# Instructions to follow
Gather each line of the entries below that includes "inner".

[Supplied material Boundary: Start]

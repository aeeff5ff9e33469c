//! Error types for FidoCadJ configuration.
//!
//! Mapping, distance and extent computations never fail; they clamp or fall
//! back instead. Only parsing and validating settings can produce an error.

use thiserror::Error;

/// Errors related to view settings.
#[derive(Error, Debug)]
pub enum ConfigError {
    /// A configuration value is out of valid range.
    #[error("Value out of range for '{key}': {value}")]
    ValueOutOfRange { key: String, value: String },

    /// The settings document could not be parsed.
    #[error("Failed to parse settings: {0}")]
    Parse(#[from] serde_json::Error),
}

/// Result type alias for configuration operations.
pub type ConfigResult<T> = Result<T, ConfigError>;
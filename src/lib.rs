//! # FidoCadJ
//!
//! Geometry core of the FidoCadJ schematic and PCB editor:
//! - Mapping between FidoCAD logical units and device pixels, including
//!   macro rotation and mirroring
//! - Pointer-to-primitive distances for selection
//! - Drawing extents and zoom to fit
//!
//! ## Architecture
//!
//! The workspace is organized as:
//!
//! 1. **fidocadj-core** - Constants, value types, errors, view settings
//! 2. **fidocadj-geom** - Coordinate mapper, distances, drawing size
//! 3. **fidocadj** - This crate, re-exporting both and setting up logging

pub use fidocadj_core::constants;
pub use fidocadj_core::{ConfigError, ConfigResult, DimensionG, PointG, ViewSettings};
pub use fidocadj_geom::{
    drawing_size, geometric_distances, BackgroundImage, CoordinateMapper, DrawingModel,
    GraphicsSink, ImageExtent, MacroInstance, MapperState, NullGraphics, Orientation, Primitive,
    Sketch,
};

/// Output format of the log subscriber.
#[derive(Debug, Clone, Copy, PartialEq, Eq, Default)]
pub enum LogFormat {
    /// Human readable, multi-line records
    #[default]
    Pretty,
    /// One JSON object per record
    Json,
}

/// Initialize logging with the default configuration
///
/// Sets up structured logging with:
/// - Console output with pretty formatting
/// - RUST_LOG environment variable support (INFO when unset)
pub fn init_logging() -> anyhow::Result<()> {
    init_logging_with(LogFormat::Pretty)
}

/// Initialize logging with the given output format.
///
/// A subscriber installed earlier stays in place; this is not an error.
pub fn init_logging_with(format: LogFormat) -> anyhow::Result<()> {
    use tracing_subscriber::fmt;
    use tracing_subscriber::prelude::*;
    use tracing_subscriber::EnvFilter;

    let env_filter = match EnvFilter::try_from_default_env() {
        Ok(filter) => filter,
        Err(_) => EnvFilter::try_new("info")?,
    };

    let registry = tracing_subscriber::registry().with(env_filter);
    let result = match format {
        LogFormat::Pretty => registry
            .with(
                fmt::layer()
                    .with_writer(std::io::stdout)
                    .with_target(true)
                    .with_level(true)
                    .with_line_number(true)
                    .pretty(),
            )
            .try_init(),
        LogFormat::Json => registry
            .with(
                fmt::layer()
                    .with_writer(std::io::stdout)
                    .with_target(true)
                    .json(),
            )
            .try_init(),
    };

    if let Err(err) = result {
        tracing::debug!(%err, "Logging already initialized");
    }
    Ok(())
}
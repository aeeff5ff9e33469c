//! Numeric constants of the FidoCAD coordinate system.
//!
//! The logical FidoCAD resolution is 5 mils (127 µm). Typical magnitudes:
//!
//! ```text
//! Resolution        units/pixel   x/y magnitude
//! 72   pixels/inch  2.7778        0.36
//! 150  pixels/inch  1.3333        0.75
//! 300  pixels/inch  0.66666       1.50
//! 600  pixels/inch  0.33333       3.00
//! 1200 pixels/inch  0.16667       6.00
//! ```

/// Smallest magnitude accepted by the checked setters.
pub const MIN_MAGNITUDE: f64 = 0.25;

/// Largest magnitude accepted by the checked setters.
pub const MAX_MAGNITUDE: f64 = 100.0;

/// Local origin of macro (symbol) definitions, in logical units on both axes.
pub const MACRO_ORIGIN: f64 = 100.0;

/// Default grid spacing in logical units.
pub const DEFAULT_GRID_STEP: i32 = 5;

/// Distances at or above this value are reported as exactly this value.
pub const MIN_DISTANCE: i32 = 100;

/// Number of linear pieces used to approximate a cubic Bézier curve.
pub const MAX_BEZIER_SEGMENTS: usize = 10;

[Supplied material Boundary: End]
[Supplied material Boundary: Start]

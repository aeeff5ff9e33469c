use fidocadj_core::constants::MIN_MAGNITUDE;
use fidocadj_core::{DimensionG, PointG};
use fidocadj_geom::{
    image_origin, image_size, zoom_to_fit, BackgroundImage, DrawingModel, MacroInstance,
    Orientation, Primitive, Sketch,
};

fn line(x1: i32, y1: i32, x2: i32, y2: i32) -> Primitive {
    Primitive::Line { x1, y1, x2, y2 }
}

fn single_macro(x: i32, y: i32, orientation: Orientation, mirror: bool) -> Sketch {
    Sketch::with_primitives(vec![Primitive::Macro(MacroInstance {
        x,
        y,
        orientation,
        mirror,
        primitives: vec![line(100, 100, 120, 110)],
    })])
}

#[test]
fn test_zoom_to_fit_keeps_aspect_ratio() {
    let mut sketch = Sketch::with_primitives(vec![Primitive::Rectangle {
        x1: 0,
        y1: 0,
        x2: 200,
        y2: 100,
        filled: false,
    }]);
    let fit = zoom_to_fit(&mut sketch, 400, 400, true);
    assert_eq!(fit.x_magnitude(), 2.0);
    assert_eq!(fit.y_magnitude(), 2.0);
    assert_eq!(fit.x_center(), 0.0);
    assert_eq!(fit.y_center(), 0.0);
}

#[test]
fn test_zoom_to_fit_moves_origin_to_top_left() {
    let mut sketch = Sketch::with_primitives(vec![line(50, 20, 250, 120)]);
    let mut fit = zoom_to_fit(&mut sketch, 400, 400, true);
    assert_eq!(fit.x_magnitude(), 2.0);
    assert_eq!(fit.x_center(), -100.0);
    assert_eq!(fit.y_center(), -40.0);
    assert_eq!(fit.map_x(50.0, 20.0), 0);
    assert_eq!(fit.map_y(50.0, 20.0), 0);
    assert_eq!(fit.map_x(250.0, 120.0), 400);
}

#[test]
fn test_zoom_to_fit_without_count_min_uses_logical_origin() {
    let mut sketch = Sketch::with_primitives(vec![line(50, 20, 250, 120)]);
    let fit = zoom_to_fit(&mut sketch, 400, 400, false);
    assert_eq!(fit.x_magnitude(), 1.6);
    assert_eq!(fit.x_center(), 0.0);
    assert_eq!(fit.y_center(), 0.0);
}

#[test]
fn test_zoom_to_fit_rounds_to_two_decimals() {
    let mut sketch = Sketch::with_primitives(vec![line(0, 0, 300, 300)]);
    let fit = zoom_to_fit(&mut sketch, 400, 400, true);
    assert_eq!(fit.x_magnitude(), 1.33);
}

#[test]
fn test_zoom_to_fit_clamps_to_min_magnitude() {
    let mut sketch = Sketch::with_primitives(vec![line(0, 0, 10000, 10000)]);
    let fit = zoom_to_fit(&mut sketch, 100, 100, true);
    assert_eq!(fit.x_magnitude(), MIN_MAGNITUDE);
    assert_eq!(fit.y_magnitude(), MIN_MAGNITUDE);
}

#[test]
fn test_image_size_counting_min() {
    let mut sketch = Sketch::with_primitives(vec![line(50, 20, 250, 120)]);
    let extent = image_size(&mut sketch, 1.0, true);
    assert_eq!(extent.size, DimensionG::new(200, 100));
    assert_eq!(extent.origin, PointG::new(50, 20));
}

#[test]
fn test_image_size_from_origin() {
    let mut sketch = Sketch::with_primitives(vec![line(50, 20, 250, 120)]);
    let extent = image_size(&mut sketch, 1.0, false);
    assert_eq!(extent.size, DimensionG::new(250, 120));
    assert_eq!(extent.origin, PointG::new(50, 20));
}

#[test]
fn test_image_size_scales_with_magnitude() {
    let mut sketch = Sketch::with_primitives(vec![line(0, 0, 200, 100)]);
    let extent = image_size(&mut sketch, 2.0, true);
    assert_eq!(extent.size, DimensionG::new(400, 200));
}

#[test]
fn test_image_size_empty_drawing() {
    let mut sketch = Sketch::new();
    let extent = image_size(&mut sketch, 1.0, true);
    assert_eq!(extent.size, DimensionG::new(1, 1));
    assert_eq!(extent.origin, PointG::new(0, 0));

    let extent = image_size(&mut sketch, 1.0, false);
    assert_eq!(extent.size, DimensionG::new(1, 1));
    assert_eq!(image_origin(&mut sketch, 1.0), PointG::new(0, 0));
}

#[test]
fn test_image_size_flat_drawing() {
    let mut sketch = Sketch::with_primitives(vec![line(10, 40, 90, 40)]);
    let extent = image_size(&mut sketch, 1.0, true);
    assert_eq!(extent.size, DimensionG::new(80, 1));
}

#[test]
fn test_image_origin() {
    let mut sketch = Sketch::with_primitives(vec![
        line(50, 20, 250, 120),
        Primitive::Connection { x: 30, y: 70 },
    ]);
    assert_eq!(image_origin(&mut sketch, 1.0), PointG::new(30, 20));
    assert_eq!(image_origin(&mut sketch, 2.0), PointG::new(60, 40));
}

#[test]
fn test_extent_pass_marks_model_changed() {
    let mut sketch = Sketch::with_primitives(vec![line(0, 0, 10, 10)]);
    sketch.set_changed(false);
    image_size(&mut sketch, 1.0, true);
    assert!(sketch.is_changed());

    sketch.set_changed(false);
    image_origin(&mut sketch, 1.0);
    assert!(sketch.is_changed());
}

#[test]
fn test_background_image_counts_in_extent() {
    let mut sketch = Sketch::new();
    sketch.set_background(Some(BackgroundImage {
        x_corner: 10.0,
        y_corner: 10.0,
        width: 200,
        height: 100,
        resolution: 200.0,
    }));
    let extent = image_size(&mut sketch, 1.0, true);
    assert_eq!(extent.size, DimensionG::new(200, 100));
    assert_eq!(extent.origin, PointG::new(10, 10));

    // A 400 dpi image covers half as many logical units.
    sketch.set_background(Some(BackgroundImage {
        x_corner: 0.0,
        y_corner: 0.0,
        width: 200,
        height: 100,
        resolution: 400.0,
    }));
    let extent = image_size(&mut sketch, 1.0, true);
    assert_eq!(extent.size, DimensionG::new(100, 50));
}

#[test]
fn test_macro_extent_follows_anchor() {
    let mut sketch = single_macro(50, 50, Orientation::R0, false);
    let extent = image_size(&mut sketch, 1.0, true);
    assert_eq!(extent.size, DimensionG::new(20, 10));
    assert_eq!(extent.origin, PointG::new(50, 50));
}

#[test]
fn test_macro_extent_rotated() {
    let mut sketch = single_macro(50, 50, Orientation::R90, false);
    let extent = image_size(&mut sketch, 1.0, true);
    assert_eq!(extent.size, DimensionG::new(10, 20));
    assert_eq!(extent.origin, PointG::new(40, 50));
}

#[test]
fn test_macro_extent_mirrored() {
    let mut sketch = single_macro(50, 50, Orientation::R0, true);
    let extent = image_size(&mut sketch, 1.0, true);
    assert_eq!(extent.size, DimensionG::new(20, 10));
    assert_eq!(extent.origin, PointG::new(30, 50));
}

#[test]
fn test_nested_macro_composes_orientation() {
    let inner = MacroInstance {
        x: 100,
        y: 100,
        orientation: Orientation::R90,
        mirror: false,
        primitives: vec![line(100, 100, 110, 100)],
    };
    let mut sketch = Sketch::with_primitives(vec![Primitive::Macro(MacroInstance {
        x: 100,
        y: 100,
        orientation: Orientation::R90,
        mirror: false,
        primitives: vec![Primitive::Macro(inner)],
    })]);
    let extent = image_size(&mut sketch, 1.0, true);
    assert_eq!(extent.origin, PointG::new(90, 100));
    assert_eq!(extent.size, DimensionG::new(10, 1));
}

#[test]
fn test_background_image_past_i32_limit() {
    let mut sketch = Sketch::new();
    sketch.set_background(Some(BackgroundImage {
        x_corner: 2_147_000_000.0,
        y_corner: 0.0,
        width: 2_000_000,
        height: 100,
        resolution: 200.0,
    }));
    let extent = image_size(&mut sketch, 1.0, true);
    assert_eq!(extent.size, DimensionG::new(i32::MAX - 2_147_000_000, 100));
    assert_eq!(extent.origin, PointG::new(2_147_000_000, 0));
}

[Supplied material Boundary: End]

# Exercise answer
    let inner = MacroInstance {
        primitives: vec![Primitive::Macro(inner)],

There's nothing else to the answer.